In this case, compared to the static method, we save on needing to recompute the cover, the clustering, and the construction of the pullback.

The `pixiplex`

package provides a htmlwidget implementation of a subset of the pixi.js geared for visualizing and interacting with simplicial complexes, which can be used to visualize the *mapper* construction. An export option is available via the `$as_pixiplex`

function, which provides a few default coloring and sizing options.

```
library("pixiplex")
plot(m$as_pixiplex())
```

For more information, see the package repository.

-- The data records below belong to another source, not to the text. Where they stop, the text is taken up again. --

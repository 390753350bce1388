//! Checkout saga step name constants.

/// Step name recorded before the first real step runs.
pub const STEP_INIT: &str = "init";

/// Step name: Load the user's cart.
pub const STEP_FETCH_CART: &str = "fetch_cart";

/// Step name: Reject tours the user already owns.
pub const STEP_CHECK_OWNERSHIP: &str = "check_ownership";

/// Step name: Verify every tour exists and is purchasable.
pub const STEP_CHECK_AVAILABILITY: &str = "check_availability";

/// Step name: Charge the cart total through the payment gateway.
pub const STEP_PROCESS_PAYMENT: &str = "process_payment";

/// Step name: Create the token/purchase-record pair for every item.
pub const STEP_CREATE_PURCHASES: &str = "create_purchases";

/// Step name: Clear the cart. Always last; never compensated.
pub const STEP_CLEAR_CART: &str = "clear_cart";

/// Compensation step name: delete created tokens and purchase records.
pub const STEP_COMPENSATE_PURCHASES: &str = "compensate_purchases";

/// Compensation step name: refund the processed payment.
pub const STEP_COMPENSATE_PAYMENT: &str = "compensate_payment";
//! Ownership checker trait and in-memory implementation.

use std::collections::{HashMap, HashSet};
use std::sync::{Arc, RwLock};

use async_trait::async_trait;
use common::{TourId, UserId};

use crate::error::ServiceError;

const SERVICE: &str = "ownership-index";

/// Reports which of a set of tours a user already owns.
#[async_trait]
pub trait OwnershipChecker: Send + Sync {
    /// Returns the subset of `tour_ids` already owned by the user, in the
    /// order they were queried.
    async fn find_owned(
        &self,
        user_id: &UserId,
        tour_ids: &[TourId],
    ) -> Result<Vec<TourId>, ServiceError>;
}

#[derive(Debug, Default)]
struct InMemoryOwnershipState {
    owned: HashMap<UserId, HashSet<TourId>>,
    fail_on_lookup: bool,
}

/// In-memory ownership checker for testing.
#[derive(Debug, Clone, Default)]
pub struct InMemoryOwnershipChecker {
    state: Arc<RwLock<InMemoryOwnershipState>>,
}

impl InMemoryOwnershipChecker {
    /// Creates a new empty ownership index.
    pub fn new() -> Self {
        Self::default()
    }

    /// Marks a tour as already owned by a user.
    pub fn grant(&self, user_id: impl Into<UserId>, tour_id: impl Into<TourId>) {
        self.state
            .write()
            .unwrap()
            .owned
            .entry(user_id.into())
            .or_default()
            .insert(tour_id.into());
    }

    /// Configures the checker to fail on the next lookup.
    pub fn set_fail_on_lookup(&self, fail: bool) {
        self.state.write().unwrap().fail_on_lookup = fail;
    }
}

#[async_trait]
impl OwnershipChecker for InMemoryOwnershipChecker {
    async fn find_owned(
        &self,
        user_id: &UserId,
        tour_ids: &[TourId],
    ) -> Result<Vec<TourId>, ServiceError> {
        let state = self.state.read().unwrap();
        if state.fail_on_lookup {
            return Err(ServiceError::new(SERVICE, "ownership index unavailable"));
        }
        let owned = match state.owned.get(user_id) {
            Some(set) => set,
            None => return Ok(Vec::new()),
        };
        Ok(tour_ids
            .iter()
            .filter(|id| owned.contains(id))
            .cloned()
            .collect())
    }
}

#[cfg(test)]
mod tests {
    use super::*;

    #[tokio::test]
    async fn test_no_ownership_returns_empty() {
        let checker = InMemoryOwnershipChecker::new();
        let owned = checker
            .find_owned(&UserId::new("u1"), &[TourId::new("t1")])
            .await
            .unwrap();
        assert!(owned.is_empty());
    }

    #[tokio::test]
    async fn test_owned_tours_returned_in_query_order() {
        let checker = InMemoryOwnershipChecker::new();
        checker.grant("u1", "t3");
        checker.grant("u1", "t1");

        let owned = checker
            .find_owned(
                &UserId::new("u1"),
                &[TourId::new("t1"), TourId::new("t2"), TourId::new("t3")],
            )
            .await
            .unwrap();
        assert_eq!(owned, vec![TourId::new("t1"), TourId::new("t3")]);
    }

    #[tokio::test]
    async fn test_fail_on_lookup() {
        let checker = InMemoryOwnershipChecker::new();
        checker.set_fail_on_lookup(true);
        let result = checker
            .find_owned(&UserId::new("u1"), &[TourId::new("t1")])
            .await;
        assert!(result.is_err());
    }
}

For a static rendering of the *mapper*, one can use either the `as_igraph`

method or, for higher-order complexes, the default S3 plot method available in the simplextree package (e.g. `plot(m$simplicial_complex)`

). Other options for visualization are an ongoing effort. If you have a particular visualization package you prefer, feel free to submit a issue or PR on the github repository.